The result would be obvious: a further, deeper, and harder recession than we are already in. That recession is underpriced as a political event. Whatever their relief today, Starmer’s government will likely conclude its first year in office not just in the midst of a ‘technical recession’ but a full-blown period of economic decline.
Given the choices in the Budget, they will struggle to blame anyone but themselves. Bleakest of all, there is almost nothing they can do to preclude it. Market fundamentals leave this Chancellor almost uniquely powerless.
This mid-year recession, though, is almost the best case scenario for this government. As the Chief Secretary to the Treasury was at pains to remind the public today, the challenges facing the UK economy are not unique.
The world’s major economies are suffering signs of equal sickness. In the United States, as the consequences of Biden’s profligacy come home to roost, gilt rates are equally high. Next week, Donald Trump will enter the White House. That means one thing: disruption.
Trump’s first year in office will be dominated by attempts to correct perceived distortions in global trade. This means tariffs and inevitable retaliatory action, most likely on day one. He has already demonstrated his desire to raise America’s debt ceiling, which will keep borrowing high. Meanwhile, his approach to Russia, China, and Iran is just as likely to send global energy prices soaring as it is to see them fall. Each of those would constitute major economic disruptions in their own right. Together, they could trigger shockwaves that land on our shores.
Therein lies the worst – and perhaps most likely – scenario for this government. For accompanying their relative powerlessness is the extraordinary fragility of our economic and financial system. The blinking indicators of our economic distress are not mere harbingers of the now expected period of recession and decline but warning signs redolent of the kinds of financial collapse we saw in 2008.
Many are, in fact, much worse. Public sector indebtedness is ticking up towards 100 per cent of GDP – two and a half times what it stood at in 2008. Inflation is bad enough but perhaps most troubling is the gap between asset prices and consumer inflation.

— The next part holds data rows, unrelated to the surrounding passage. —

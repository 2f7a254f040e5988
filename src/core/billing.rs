//! Invoicing, metered background-removal usage, billable plots and status
//! messages. Small tables, kept together.

use crate::{
    core::{users::require_user, validation},
    entities::{
        BackgroundRemovalUsage, BillableAsset, Invoice, TaskStatusMessage, background_removal_usage,
        billable_asset, invoice, task_status_message,
    },
    errors::{Error, Result, is_unique_violation},
};
use chrono::Utc;
use sea_orm::{QueryOrder, Set, prelude::*};
use tracing::info;

/// Issues an unpaid invoice.
///
/// # Errors
/// * [`Error::Validation`] - negative amount or more than two decimals
/// * [`Error::Conflict`] - `invoice_number` is already used
pub async fn create_invoice(
    db: &DatabaseConnection,
    user_id: &str,
    invoice_number: &str,
    amount: f64,
) -> Result<invoice::Model> {
    validation::check_not_blank("invoice_number", invoice_number)?;
    validation::check_decimal("amount", amount, validation::AMOUNT)?;
    if amount < 0.0 {
        return Err(Error::validation("amount", "must not be negative"));
    }
    require_user(db, user_id).await?;

    let invoice = invoice::ActiveModel {
        user_id: Set(user_id.to_string()),
        invoice_number: Set(invoice_number.to_string()),
        amount: Set(amount),
        issued_at: Set(Utc::now()),
        is_paid: Set(false),
        ..Default::default()
    };
    let invoice = invoice.insert(db).await.map_err(|e| {
        if is_unique_violation(&e) {
            Error::Conflict {
                message: format!("invoice number {invoice_number} already exists"),
            }
        } else {
            e.into()
        }
    })?;

    info!(invoice_number, amount, "Issued invoice");
    Ok(invoice)
}

/// Flags an invoice as paid.
pub async fn mark_invoice_paid(db: &DatabaseConnection, invoice_id: i32) -> Result<invoice::Model> {
    let invoice = Invoice::find_by_id(invoice_id)
        .one(db)
        .await?
        .ok_or_else(|| Error::not_found("invoice", invoice_id))?;
    let mut active_model: invoice::ActiveModel = invoice.into();
    active_model.is_paid = Set(true);
    active_model.update(db).await.map_err(Into::into)
}

/// Records `image_count` background removals, optionally already invoiced.
pub async fn record_background_removal_usage(
    db: &DatabaseConnection,
    user_id: &str,
    image_count: i32,
    invoice_id: Option<i32>,
) -> Result<background_removal_usage::Model> {
    if image_count <= 0 {
        return Err(Error::validation("image_count", "must be positive"));
    }
    require_user(db, user_id).await?;
    if let Some(invoice_id) = invoice_id {
        if Invoice::find_by_id(invoice_id).one(db).await?.is_none() {
            return Err(Error::not_found("invoice", invoice_id));
        }
    }

    let usage = background_removal_usage::ActiveModel {
        user_id: Set(user_id.to_string()),
        invoice_id: Set(invoice_id),
        image_count: Set(image_count),
        used_at: Set(Utc::now()),
        ..Default::default()
    };
    usage.insert(db).await.map_err(Into::into)
}

/// Usage rows not yet attached to an invoice.
pub async fn get_uninvoiced_usage(
    db: &DatabaseConnection,
    user_id: &str,
) -> Result<Vec<background_removal_usage::Model>> {
    BackgroundRemovalUsage::find()
        .filter(background_removal_usage::Column::UserId.eq(user_id))
        .filter(background_removal_usage::Column::InvoiceId.is_null())
        .order_by_asc(background_removal_usage::Column::UsedAt)
        .all(db)
        .await
        .map_err(Into::into)
}

/// Registers a plot. Plot ids are unique.
pub async fn register_billable_asset(
    db: &DatabaseConnection,
    plot_id: &str,
    description: Option<String>,
    owner_user_id: Option<String>,
) -> Result<billable_asset::Model> {
    validation::check_not_blank("plot_id", plot_id)?;
    if let Some(owner) = owner_user_id.as_deref() {
        require_user(db, owner).await?;
    }

    let asset = billable_asset::ActiveModel {
        plot_id: Set(plot_id.trim().to_string()),
        description: Set(description),
        owner_user_id: Set(owner_user_id),
        ..Default::default()
    };
    asset.insert(db).await.map_err(|e| {
        if is_unique_violation(&e) {
            Error::Conflict {
                message: format!("plot {plot_id} is already registered"),
            }
        } else {
            e.into()
        }
    })
}

/// Looks up a billable asset by plot id.
pub async fn get_billable_asset(db: &DatabaseConnection, plot_id: &str) -> Result<Option<billable_asset::Model>> {
    BillableAsset::find()
        .filter(billable_asset::Column::PlotId.eq(plot_id))
        .one(db)
        .await
        .map_err(Into::into)
}

/// Stores a status message for `user_id`.
pub async fn post_task_status_message(
    db: &DatabaseConnection,
    user_id: &str,
    message: &str,
) -> Result<task_status_message::Model> {
    validation::check_not_blank("message", message)?;
    require_user(db, user_id).await?;

    let status = task_status_message::ActiveModel {
        user_id: Set(user_id.to_string()),
        message: Set(message.to_string()),
        created_at: Set(Utc::now()),
        ..Default::default()
    };
    status.insert(db).await.map_err(Into::into)
}

/// Status messages for a user, newest first.
pub async fn get_task_status_messages(
    db: &DatabaseConnection,
    user_id: &str,
) -> Result<Vec<task_status_message::Model>> {
    TaskStatusMessage::find()
        .filter(task_status_message::Column::UserId.eq(user_id))
        .order_by_desc(task_status_message::Column::CreatedAt)
        .order_by_desc(task_status_message::Column::Id)
        .all(db)
        .await
        .map_err(Into::into)
}

#[cfg(test)]
mod tests {
    #![allow(clippy::unwrap_used)]
    use super::*;
    use crate::core::users::delete_user;
    use crate::test_utils::*;
    use sea_orm::PaginatorTrait;

    #[tokio::test]
    async fn test_invoice_number_unique_and_amount_checked() -> Result<()> {
        let db = setup_test_db().await?;
        create_test_user(&db, "u-1").await?;

        let invoice = create_invoice(&db, "u-1", "INV-0001", 1234.56).await?;
        assert_eq!(invoice.amount, 1234.56);
        assert!(!invoice.is_paid);

        assert!(matches!(
            create_invoice(&db, "u-1", "INV-0001", 1.0).await,
            Err(Error::Conflict { .. })
        ));
        assert!(matches!(
            create_invoice(&db, "u-1", "INV-0002", 1.005).await,
            Err(Error::Validation { .. })
        ));
        assert!(matches!(
            create_invoice(&db, "u-1", "INV-0003", -5.0).await,
            Err(Error::Validation { .. })
        ));

        assert!(mark_invoice_paid(&db, invoice.id).await?.is_paid);
        Ok(())
    }

    #[tokio::test]
    async fn test_invoice_delete_sets_usage_link_null() -> Result<()> {
        let db = setup_test_db().await?;
        create_test_user(&db, "u-1").await?;
        let invoice = create_invoice(&db, "u-1", "INV-0001", 10.0).await?;

        let usage = record_background_removal_usage(&db, "u-1", 3, Some(invoice.id)).await?;
        assert!(get_uninvoiced_usage(&db, "u-1").await?.is_empty());

        Invoice::delete_by_id(invoice.id).exec(&db).await?;

        let orphaned = get_uninvoiced_usage(&db, "u-1").await?;
        assert_eq!(orphaned.len(), 1);
        assert_eq!(orphaned[0].id, usage.id);
        assert_eq!(orphaned[0].invoice_id, None);
        Ok(())
    }

    #[tokio::test]
    async fn test_usage_and_messages_removed_with_user() -> Result<()> {
        let db = setup_test_db().await?;
        create_test_user(&db, "u-1").await?;
        record_background_removal_usage(&db, "u-1", 2, None).await?;
        post_task_status_message(&db, "u-1", "Background removal finished").await?;
        assert_eq!(get_task_status_messages(&db, "u-1").await?.len(), 1);

        delete_user(&db, "u-1").await?;
        assert_eq!(BackgroundRemovalUsage::find().count(&db).await?, 0);
        assert_eq!(TaskStatusMessage::find().count(&db).await?, 0);
        Ok(())
    }

    #[tokio::test]
    async fn test_billable_asset_plot_unique_and_owner_set_null() -> Result<()> {
        let db = setup_test_db().await?;
        create_test_user(&db, "u-1").await?;

        register_billable_asset(&db, "PLOT-7", None, Some("u-1".to_string())).await?;
        assert!(matches!(
            register_billable_asset(&db, "PLOT-7", None, None).await,
            Err(Error::Conflict { .. })
        ));

        delete_user(&db, "u-1").await?;
        let asset = get_billable_asset(&db, "PLOT-7").await?.unwrap();
        assert_eq!(asset.owner_user_id, None);
        Ok(())
    }

    #[tokio::test]
    async fn test_usage_requires_positive_count() -> Result<()> {
        let db = setup_test_db().await?;
        create_test_user(&db, "u-1").await?;
        assert!(matches!(
            record_background_removal_usage(&db, "u-1", 0, None).await,
            Err(Error::Validation { .. })
        ));
        assert!(matches!(
            record_background_removal_usage(&db, "u-1", 1, Some(99)).await,
            Err(Error::NotFound { .. })
        ));
        Ok(())
    }
}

The ‘CPIH’ measure – inflation once you include housing costs – sits a full percentage point higher than CPI. This persistent mismatch is increasingly stark, and it points ever more clearly to the obvious: we’re in the midst of a credit driven asset price bubble. When the shocks arrive and the market adjusts, the consequences will be dramatic.
Banks, whose exposure has once more risen, would be deeply vulnerable to a snap in saver confidence. A major shock, or series of them, could see more than one financial institution in trouble. Once the warning of a select few, it is now far from fringe to speculate that a run on banks is foreseeable this year.
Should it occur, the choices facing Reeves and Starmer would be bleak. The menu of options open to this government are not great compared to those available to Gordon Brown. Much of this is not this government’s fault, its indebtedness, for example, is a consequence of Covid and the Ukraine war. But its Budget attacks on growth leave it deeply vulnerable.
For a government elected on promises of restoring economic competence, the political damage would leave a scar requiring more than the dismissal of a Chancellor to heal.
Despite his majority, it would be increasingly hard to see how the Prime Minister survives. Penned in without the capacity to act. The moral case for a General Election would be irresistible. His prospects are limited to say the least. Keir Starmer may come to regret the sliver of good news that stabilised his Chancellor.